Software Engineering Secrets
Top engineers outline techniques for improving the corporate software development process.
- By Prasad Kunchakarra, Andrew Turner
As we are all aware, there are no silver bullets in software engineering. But there are techniques, or secrets, that can improve your chances of developing a successful product. Getting the right architecture is the single most important factor for building faster, cheaper and better solutions. The following is a list of best architectural practices for architecting distributed systems.

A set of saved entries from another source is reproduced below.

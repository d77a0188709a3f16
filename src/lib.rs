/*!
A library for deciding the satisfiability of constraints over finite sequences (strings).

strand implements the core of a DPLL(T) style decision procedure for the theory of
finite sequences: equalities, disequalities, length constraints, membership in regular
languages, and the usual string functions (concatenation, length, extract, contains,
index-of, prefix/suffix, at, nth, replace, lexicographic comparison, int↔string).

The hard part — and the focus of the library — is the equation-solving engine together
with its axiomatic companions:

- a backtrackable [solution map](db::solution) mapping terms to replacement terms with
  dependency annotations,
- a [final-check cascade](procedures) which at every round applies a fixed, ordered
  pipeline of solving, splitting, and axiom-instantiation rules to the current set of
  sequence (dis)equations, and
- a [regular-language engine](regexes) compiling regular expressions to nondeterministic
  finite automata and unfolding membership through Skolemized `accept`/`step` predicates.

The procedure is sound and incomplete: a `Satisfiable` or `Unsatisfiable` report is
trustworthy, while an exhausted cascade yields `Unknown`.

# Orientation

The library is designed around the core structure of a [context](context::Context).

Constraints are built as [terms](structures::term) through the context's term table and
asserted with a polarity. Internally, and at a high level, a solve is viewed in terms of
a handful of cooperating stores:

- asserted sequence equations, disequations, and negative containment constraints live
  in the [equation store](db::eqs),
- committed solutions live in the [solution map](db::solution), each entry carrying the
  [dependency](db::dependency) under which it holds,
- boolean structure lives in a small internal [DPLL kernel](kernel), which drives the
  theory through final checks.

Useful starting points:

- The [solve driver](procedures::solve) for the outer loop and the unfolding budgets.
- The [cascade](procedures::final_check) for the rule order at a final check.
- The [rewriter] for the algebraic simplifications the cascade leans on.

# Example

```rust
use strand::{config::Config, context::Context, reports::Report};

let mut ctx = Context::from_config(Config::default());

// x ++ "ab" = "cab"
let x = ctx.seq_var("x");
let ab = ctx.terms.const_str("ab");
let cab = ctx.terms.const_str("cab");
let lhs = ctx.terms.concat(&[x, ab]);
let eq = ctx.terms.eq(lhs, cab);
ctx.assert_term(eq, true);

assert_eq!(ctx.solve(), Ok(Report::Satisfiable));
assert_eq!(ctx.seq_value(x).as_deref(), Some("c"));
```

# Logs

To help diagnose issues, detailed calls to [log!](log) are made throughout, under the
targets listed in [misc::log]. No log implementation is provided; see [log].
*/

#![allow(clippy::collapsible_else_if)]
#![allow(clippy::single_match)]
#![allow(clippy::too_many_arguments)]

pub mod config;
pub mod context;

pub mod structures;
pub mod types;

pub mod db;

pub mod axioms;
pub mod canonize;
pub mod rewriter;
pub mod skolem;

pub mod kernel;
pub mod procedures;
pub mod regexes;

pub mod model;
pub mod reports;

pub mod generic;
pub mod misc;
/*!
Equation simplification and solving — step one of the cascade, iterated to quiescence.

Each round canonizes every pending equation, reduces it through the rewriter, and
dispatches the results:

- **lift_ite** happens inside canonization: a singleton if-then-else with a decided
  condition is replaced by the selected branch.
- **simplify_eq** is the rewriter's [reduce_eq](crate::rewriter::reduce_eq): shared
  prefixes and suffixes cancel, units peel against constants, and contradictions
  surface as conflict clauses.
- **solve_unit_eq** commits `x ↦ t` for a bare variable not occurring in `t`.
- **solve_binary_eq** derives the element equality of `x ++ unit(a) = unit(b) ++ x`.
- **solve_nth_eq** recognizes an element-wise expansion of `x` equated with `x`'s
  class and commits it once the length is pinned.
- **solve_itos** evaluates `itos(i)` against a digit word, binding `i` to the base-10
  evaluation of the digits (leading zeros deliberately admitted).

The same pass evaluates every assigned theory literal against its canonical form,
intersects the character predicates asserted on each element, and checks constants that
have been merged into one equivalence class.
*/

use rustc_hash::FxHashMap;

use crate::{
    context::GenericContext,
    db::{
        dependency::{DepForest, DepId},
        eqs::Equation,
    },
    misc::log::targets,
    rewriter::{self, BoolReduction, EqVerdict, NeReduction},
    structures::term::{Sort, TermId, TermKind},
    types::err::ErrorKind,
};

const TAG_EQ_CONFLICT: u16 = 30;
const TAG_LIT_EVAL: u16 = 31;
const TAG_CONJ_POS: u16 = 32;
const TAG_CONJ_NEG: u16 = 33;
const TAG_ITOS_DIGITS: u16 = 34;
const TAG_CHAR_SET: u16 = 35;
const TAG_CLASH: u16 = 36;
/*!
Miscellaneous items related to [logging](log).

Calls to the log macro are made throughout the library.
These are intended to provide useful information for extending the library and/or fixing issues.

Note, no log implementation is provided.
For more details, see [log].
*/

/// Targets to be used within a [log]! macro.
pub mod targets {
    /// Logs related to the [solve driver](crate::procedures::solve).
    pub const SOLVER: &str = "solver";

    /// Logs related to the [final-check cascade](crate::procedures::final_check).
    pub const CASCADE: &str = "cascade";

    /// Logs related to the [solution map](crate::db::solution).
    pub const SOLUTION: &str = "solution";

    /// Logs related to the [regular-language engine](crate::regexes).
    pub const AUTOMATA: &str = "automata";

    /// Logs related to [axiom](crate::axioms) instantiation.
    pub const AXIOMS: &str = "axioms";

    /// Logs related to scope pushes and pops.
    pub const SCOPES: &str = "scopes";

    /// Logs related to [model](crate::model) construction.
    pub const MODEL: &str = "model";

    /// Logs related to the internal [kernel](crate::kernel).
    pub const KERNEL: &str = "kernel";
}
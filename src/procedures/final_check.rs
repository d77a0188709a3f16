/*!
The final-check cascade: a fixed, ordered pipeline of solving, splitting, and
axiom-instantiation rules.

The cascade returns [Continue](FinalCheckOutcome::Continue) as soon as any rule fires —
the order is the tie-break that keeps the search from diverging — and only when every
rule is saturated does it conclude [Done](FinalCheckOutcome::Done) or give up.

Rule order:

 1. `simplify_and_solve_eqs` — iterate until quiescent.
 2. `check_lts` — transitivity over the order literals, once per scope.
 3. `solve_nqs` — split disequations into implied sub-equations.
 4. `check_contains` — advance the negative containments.
 5. `fixed_length` (zero), then `fixed_length` (general).
 6. `len_based_split` — config-gated boundary splitting.
 7. `check_int_string` — the int↔string bridge.
 8. `reduce_length_eq` — peel equal-length prefixes.
 9. `branch_unit_variable`.
10. `branch_binary_variable`.
11. `branch_variable`.
12. `check_length_coherence`.
13. `check_extensionality`.
14. `branch_nqs`.
15. `is_solved` — success iff nothing outstanding remains.
*/

use crate::{
    context::GenericContext,
    misc::log::targets,
    rewriter::{self, EqVerdict, NeReduction},
    structures::term::{TermId, TermKind},
    types::err::ErrorKind,
};

/// The conclusion of one cascade round.
#[derive(Clone, Copy, Debug, PartialEq, Eq)]
pub enum FinalCheckOutcome {
    /// Some rule fired; the kernel should absorb the new clauses and return.
    Continue,

    /// Nothing is outstanding: the assignment extends to a model.
    Done,

    /// The cascade exhausted without progress or a conclusion.
    GiveUp,
}

impl<R: rand::Rng + std::default::Default> GenericContext<R> {
    /// Runs one cascade round.
    pub fn final_check(&mut self) -> Result<FinalCheckOutcome, ErrorKind> {
        self.counters.final_checks += 1;
        log::debug!(target: targets::CASCADE, "Final check {}", self.counters.final_checks);

        macro_rules! rule {
            ($call:expr) => {
                if $call? {
                    return Ok(FinalCheckOutcome::Continue);
                }
            };
        }

        rule!(self.simplify_and_solve_eqs());
        rule!(self.check_lts());
        rule!(self.solve_nqs());
        rule!(self.check_contains());
        rule!(self.fixed_length(true));
        rule!(self.fixed_length(false));
        rule!(self.len_based_split());
        rule!(self.check_int_string());
        rule!(self.reduce_length_eq());
        rule!(self.branch_unit_variable());
        rule!(self.branch_binary_variable());
        rule!(self.branch_variable());
        rule!(self.check_length_coherence());
        rule!(self.check_extensionality());
        rule!(self.branch_nqs());

        if self.is_solved() {
            Ok(FinalCheckOutcome::Done)
        } else {
            log::debug!(target: targets::CASCADE, "Give up");
            Ok(FinalCheckOutcome::GiveUp)
        }
    }

    /// True when nothing outstanding remains: every equation is discharged, every
    /// disequation refuted, every negative containment resolved, and every tracked
    /// regex compiled.
    pub fn is_solved(&mut self) -> bool {
        // Equations.
        let equations = self.eqs.equations().to_vec();
        for eq in equations {
            let mut lhs = Vec::with_capacity(eq.lhs.len());
            for part in &eq.lhs {
                let (c, _) = self.canonize(*part);
                lhs.push(c);
            }
            let mut rhs = Vec::with_capacity(eq.rhs.len());
            for part in &eq.rhs {
                let (c, _) = self.canonize(*part);
                rhs.push(c);
            }
            let reduction = rewriter::reduce_eq(&mut self.terms, &lhs, &rhs);
            match reduction.verdict {
                EqVerdict::Contradiction => return false,
                EqVerdict::Solved => {
                    for (a, b) in reduction.subeqs {
                        if !self.pair_established(a, b) {
                            return false;
                        }
                    }
                }
                EqVerdict::Open => {
                    if !self.itos_discharged(&reduction.lhs, &reduction.rhs)
                        && !self.itos_discharged(&reduction.rhs, &reduction.lhs)
                    {
                        return false;
                    }
                }
            }
        }

        // Disequations.
        let diseqs = self.eqs.disequations().to_vec();
        for dq in diseqs {
            let (l, _) = self.canonize(dq.lhs);
            let (r, _) = self.canonize(dq.rhs);
            match crate::procedures::eqs::reduce_diseq(self, l, r) {
                NeReduction::Distinct => {}
                NeReduction::Equal => return false,
                NeReduction::Split(pairs) => {
                    let refuted = pairs.iter().any(|(a, b)| self.pair_refuted(*a, *b));
                    if !refuted {
                        return false;
                    }
                }
                NeReduction::Opaque => {
                    if self.terms.sort(l) != crate::structures::term::Sort::Seq {
                        // Integer disequations discharge through evaluation.
                        let (va, vb) = (self.int_value(l), self.int_value(r));
                        match (va, vb) {
                            (Some((x, _)), Some((y, _))) if x != y => continue,
                            _ => return false,
                        }
                    }
                    return false;
                }
            }
        }

        // Negative containments.
        let entries = self.eqs.not_contains().to_vec();
        for nc in entries {
            if self.sat.value_of_lit(nc.len_gt) == Some(true) {
                continue;
            }
            let (hay, _) = self.canonize(nc.hay);
            let (needle, _) = self.canonize(nc.needle);
            let contains = self.terms.contains(hay, needle);
            let evaluated = rewriter::rewrite(&mut self.terms, contains);
            match self.terms.kind(evaluated) {
                TermKind::False => continue,
                TermKind::True => return false,
                _ => {
                    // Resolved only if the unfolding has been emitted.
                    let key = (crate::procedures::contains::TAG_NC_UNROLL, nc.hay, nc.needle, 0);
                    if !self.emitted.contains(&key) {
                        return false;
                    }
                }
            }
        }

        // Memberships: compiled at assertion; a concrete mismatch was caught by the
        // evaluation pass.
        true
    }

    /// True if a peeled pair is established on the current state.
    fn pair_established(&mut self, a: TermId, b: TermId) -> bool {
        if a == b || self.egraph.are_eq(a, b) {
            return true;
        }
        let eq = self.terms.eq(a, b);
        let eq = rewriter::rewrite(&mut self.terms, eq);
        match self.terms.kind(eq) {
            TermKind::True => true,
            TermKind::False => false,
            _ => self.sat.value_of_term(eq) == Some(true),
        }
    }

    /// True if a peeled pair is refuted on the current state.
    fn pair_refuted(&mut self, a: TermId, b: TermId) -> bool {
        let eq = self.terms.eq(a, b);
        let eq = rewriter::rewrite(&mut self.terms, eq);
        match self.terms.kind(eq) {
            TermKind::False => true,
            TermKind::True => false,
            _ => self.sat.value_of_term(eq) == Some(false),
        }
    }

    /// True if an open `itos(i) = digits` equation is discharged by the bound value
    /// of `i`.
    fn itos_discharged(&mut self, lhs: &[TermId], rhs: &[TermId]) -> bool {
        let [itos] = lhs else {
            return false;
        };
        let TermKind::Itos(i) = self.terms.kind(*itos).clone() else {
            return false;
        };
        let [w] = rhs else {
            return false;
        };
        let Some(word) = self.terms.as_const(*w).map(|w| w.to_vec()) else {
            return false;
        };
        let Some(expected) = rewriter::eval_digits(&word) else {
            return false;
        };
        match self.int_value(i) {
            Some((value, _)) => value == expected,
            None => false,
        }
    }
}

Secret 1: Use the appropriate number of tiers. Keep the architecture simple by minimizing the number of tiers and the number of components in each tier. Before adding another tier or component, ask yourself the following question: "Will it add any benefit?" If the answer is no, the component or tier should not be introduced. For example, if you need to develop a simple Web-based application that needs to retrieve a few rows of data from databases with no transactions, a separate server that hosts business logic components could be overkill. A JSP-enabled Web server could easily support such functionality.
On the other hand, if you need to develop an enterprise online accounting solution that has to support user authentication/authorization and access to multiple databases on multiple platforms, the functionality should be distributed across multiple services. The services could include service for authentication/authorization, service for supporting database transaction logic, and a separate service for each type of presentation logic.
Distributing the functionality between services makes this solution reusable. The authentication/authorization service can be reused by several applications.
Secret 2: Take advantage of legacy systems. Do not rewrite or duplicate existing application/system functionality. If an existing legacy asset adds value to the solution, the asset can and should be leveraged. Legacy applications can contain large amounts of business logic, but may not have a great deal of documentation that describes all of the business rules precisely and accurately. Rewriting the functionality supported by legacy applications can be a time-consuming, resource-intensive and risk-prone task. Therefore, it is always advisable to use existing legacy applications.
Secret 3: Consider the expected life of the system. Understand and take into consideration the shelf life of the system. If a system is meant to be short-lived, limit the time spent on architectural analysis. If the system has a longer shelf life, an extensive architectural analysis is necessary.
Secret 4: Build services that can be reused. If the system you are building has enterprise-level usability, design the architecture to maximize reuse. If you are developing a service to perform transactions against an enterprise repository, the services can most likely be reused by multiple applications. If you are building a small application whose business value beyond one year is questionable, reuse may not be an important issue.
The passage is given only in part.